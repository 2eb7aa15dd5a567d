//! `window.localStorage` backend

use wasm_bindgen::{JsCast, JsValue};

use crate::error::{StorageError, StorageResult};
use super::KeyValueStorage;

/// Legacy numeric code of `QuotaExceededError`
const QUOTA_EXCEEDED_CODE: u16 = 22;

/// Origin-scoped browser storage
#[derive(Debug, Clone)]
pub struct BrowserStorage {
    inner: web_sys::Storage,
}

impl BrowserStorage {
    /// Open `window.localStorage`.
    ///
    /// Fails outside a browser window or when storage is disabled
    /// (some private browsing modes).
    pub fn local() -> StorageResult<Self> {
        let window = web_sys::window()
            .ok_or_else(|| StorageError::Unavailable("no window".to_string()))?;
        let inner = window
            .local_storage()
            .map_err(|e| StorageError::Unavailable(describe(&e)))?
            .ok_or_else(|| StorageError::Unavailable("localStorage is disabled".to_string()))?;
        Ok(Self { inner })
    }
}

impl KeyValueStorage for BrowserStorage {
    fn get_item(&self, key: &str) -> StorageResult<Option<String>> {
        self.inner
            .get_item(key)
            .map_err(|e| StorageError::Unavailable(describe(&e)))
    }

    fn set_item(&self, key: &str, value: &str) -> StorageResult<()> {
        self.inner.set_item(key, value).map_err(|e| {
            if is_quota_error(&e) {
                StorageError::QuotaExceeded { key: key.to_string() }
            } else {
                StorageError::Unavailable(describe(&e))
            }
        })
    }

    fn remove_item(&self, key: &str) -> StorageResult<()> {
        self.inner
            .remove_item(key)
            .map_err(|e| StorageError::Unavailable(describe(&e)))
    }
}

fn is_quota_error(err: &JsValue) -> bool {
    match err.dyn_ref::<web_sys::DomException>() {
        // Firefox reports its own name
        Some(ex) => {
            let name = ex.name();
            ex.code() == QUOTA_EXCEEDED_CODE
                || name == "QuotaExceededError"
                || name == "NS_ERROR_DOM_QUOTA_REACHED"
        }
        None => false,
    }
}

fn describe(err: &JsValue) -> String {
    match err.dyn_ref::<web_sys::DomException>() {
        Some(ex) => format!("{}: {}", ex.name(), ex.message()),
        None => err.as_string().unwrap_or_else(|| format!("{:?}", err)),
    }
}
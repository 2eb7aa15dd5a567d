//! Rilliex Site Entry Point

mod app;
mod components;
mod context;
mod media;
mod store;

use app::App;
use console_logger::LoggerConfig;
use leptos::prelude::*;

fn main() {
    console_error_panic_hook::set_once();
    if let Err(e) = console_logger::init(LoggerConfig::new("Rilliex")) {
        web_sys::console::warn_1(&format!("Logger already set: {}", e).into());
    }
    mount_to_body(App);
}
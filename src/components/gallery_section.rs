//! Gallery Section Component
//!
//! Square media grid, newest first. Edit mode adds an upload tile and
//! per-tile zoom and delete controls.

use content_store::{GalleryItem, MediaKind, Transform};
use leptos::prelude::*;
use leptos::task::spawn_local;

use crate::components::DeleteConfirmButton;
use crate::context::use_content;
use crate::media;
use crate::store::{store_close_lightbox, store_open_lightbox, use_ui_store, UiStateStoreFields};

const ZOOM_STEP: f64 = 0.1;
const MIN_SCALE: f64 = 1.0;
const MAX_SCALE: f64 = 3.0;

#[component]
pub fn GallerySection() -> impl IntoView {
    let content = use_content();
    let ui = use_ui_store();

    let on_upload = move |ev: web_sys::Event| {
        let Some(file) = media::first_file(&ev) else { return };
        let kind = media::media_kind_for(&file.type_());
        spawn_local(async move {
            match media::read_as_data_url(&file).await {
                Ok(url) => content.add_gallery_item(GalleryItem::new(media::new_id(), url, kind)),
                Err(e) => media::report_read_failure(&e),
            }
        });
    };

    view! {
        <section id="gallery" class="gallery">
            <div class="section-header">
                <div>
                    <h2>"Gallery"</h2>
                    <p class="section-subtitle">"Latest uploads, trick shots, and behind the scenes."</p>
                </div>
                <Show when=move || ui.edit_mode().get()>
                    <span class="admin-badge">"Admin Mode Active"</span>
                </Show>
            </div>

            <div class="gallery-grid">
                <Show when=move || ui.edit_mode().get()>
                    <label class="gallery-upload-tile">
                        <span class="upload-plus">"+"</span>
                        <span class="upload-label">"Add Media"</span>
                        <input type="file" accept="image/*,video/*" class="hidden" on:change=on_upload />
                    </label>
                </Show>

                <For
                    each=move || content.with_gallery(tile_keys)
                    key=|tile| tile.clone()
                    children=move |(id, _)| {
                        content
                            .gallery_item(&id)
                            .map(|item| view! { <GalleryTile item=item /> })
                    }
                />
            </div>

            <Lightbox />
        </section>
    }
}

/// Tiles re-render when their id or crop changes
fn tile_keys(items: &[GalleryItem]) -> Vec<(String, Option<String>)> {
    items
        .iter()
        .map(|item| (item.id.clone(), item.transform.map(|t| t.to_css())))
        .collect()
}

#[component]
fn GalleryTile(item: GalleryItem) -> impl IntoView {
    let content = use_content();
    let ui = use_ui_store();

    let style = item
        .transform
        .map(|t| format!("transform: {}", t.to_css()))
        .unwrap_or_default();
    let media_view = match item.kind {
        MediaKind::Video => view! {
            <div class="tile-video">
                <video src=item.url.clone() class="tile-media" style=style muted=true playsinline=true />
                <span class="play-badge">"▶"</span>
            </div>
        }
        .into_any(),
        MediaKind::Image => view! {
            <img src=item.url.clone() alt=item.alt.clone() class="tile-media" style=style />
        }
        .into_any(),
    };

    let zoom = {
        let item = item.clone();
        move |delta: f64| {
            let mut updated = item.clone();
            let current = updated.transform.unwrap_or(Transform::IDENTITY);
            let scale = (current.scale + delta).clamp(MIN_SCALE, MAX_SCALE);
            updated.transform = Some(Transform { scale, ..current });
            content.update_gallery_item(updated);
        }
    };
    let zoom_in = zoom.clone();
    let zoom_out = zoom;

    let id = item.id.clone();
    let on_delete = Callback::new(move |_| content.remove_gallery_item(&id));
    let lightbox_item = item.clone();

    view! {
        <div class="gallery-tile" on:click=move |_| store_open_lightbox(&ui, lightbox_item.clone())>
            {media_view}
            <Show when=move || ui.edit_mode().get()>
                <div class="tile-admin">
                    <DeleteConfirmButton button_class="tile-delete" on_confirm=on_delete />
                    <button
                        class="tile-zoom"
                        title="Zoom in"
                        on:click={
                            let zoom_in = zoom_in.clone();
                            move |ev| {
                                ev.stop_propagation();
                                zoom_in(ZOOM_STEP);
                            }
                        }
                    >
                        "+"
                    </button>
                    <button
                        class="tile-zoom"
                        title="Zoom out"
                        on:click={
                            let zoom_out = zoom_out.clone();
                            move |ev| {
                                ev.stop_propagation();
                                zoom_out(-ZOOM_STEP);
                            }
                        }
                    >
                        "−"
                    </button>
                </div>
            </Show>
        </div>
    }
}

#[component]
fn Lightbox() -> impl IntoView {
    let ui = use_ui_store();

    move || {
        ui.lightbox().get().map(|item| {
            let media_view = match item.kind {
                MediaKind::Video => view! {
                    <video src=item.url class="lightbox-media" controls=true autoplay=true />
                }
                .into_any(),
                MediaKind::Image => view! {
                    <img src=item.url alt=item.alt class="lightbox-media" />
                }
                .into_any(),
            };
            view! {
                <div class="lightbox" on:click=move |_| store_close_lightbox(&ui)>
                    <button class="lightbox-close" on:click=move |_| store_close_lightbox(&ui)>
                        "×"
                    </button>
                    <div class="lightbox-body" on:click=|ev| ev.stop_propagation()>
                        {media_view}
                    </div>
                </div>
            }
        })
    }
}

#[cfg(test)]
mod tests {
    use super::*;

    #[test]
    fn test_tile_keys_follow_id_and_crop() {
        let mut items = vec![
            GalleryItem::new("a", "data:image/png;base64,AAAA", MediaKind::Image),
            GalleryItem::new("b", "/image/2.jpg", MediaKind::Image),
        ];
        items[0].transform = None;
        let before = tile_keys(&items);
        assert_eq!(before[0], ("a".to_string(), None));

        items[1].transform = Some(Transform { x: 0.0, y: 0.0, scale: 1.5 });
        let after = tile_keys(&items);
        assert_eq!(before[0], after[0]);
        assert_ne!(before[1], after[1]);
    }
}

****

:: PROBLEM TO SOLVE ::
For each line of the material that includes the word "crate", make a copy.

:: SOLUTION FOR THIS TASK ::
use crate::error::{StorageError, StorageResult};
use crate::components::DeleteConfirmButton;
use crate::context::use_content;
use crate::media;
use crate::store::{store_close_lightbox, store_open_lightbox, use_ui_store, UiStateStoreFields};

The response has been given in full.